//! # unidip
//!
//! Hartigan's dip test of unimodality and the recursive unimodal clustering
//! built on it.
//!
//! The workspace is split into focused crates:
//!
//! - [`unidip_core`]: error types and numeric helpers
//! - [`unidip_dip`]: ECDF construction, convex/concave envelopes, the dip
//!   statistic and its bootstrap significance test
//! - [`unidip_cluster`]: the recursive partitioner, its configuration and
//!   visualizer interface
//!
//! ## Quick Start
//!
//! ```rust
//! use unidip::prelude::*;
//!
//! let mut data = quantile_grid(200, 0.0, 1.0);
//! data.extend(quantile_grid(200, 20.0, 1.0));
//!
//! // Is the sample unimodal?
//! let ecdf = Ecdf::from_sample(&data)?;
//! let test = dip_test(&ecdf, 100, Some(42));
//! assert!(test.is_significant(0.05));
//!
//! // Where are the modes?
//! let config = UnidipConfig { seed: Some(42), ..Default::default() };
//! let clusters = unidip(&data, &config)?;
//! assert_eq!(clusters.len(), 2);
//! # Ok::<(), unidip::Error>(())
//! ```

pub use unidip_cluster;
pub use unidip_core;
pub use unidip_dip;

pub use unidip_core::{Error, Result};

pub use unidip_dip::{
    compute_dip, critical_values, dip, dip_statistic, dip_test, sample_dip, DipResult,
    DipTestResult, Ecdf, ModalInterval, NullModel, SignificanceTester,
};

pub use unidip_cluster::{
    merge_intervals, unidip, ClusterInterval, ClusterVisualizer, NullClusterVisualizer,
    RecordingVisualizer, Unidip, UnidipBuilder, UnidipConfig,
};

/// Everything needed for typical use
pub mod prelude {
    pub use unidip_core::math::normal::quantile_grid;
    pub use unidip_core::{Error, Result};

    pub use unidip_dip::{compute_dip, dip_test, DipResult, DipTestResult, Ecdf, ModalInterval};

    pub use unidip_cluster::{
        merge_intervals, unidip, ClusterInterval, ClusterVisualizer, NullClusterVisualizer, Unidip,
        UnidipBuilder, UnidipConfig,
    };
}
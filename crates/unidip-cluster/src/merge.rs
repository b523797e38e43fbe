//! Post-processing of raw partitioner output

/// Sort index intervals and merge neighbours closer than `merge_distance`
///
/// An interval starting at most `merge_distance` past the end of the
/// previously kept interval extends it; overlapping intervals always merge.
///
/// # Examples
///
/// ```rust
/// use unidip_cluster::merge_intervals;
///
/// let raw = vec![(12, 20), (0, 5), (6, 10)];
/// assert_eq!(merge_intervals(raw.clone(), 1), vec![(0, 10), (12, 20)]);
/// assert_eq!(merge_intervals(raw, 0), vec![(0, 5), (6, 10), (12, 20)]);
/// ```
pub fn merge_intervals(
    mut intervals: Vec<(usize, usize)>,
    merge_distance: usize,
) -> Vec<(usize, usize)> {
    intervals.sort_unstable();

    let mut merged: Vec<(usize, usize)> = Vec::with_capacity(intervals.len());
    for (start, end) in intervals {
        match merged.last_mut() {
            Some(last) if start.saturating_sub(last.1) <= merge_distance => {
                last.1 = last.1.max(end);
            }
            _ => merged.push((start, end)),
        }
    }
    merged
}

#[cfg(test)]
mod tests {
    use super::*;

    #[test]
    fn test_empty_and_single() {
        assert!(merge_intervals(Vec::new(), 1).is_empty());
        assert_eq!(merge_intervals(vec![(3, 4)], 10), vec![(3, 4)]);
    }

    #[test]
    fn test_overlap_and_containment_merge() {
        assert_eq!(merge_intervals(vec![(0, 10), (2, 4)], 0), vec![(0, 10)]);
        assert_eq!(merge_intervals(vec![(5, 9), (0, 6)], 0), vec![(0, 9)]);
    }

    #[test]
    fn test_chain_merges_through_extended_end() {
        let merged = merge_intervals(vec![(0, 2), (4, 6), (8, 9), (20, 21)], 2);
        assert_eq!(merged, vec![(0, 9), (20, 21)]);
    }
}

TASK TO CARRY OUT:
Please report all lines in the entries where "DipTestResult" appears.

THE COMPLETED TASK:
    DipTestResult, Ecdf, ModalInterval, NullModel, SignificanceTester,
    pub use unidip_dip::{compute_dip, dip_test, DipResult, DipTestResult, Ecdf, ModalInterval};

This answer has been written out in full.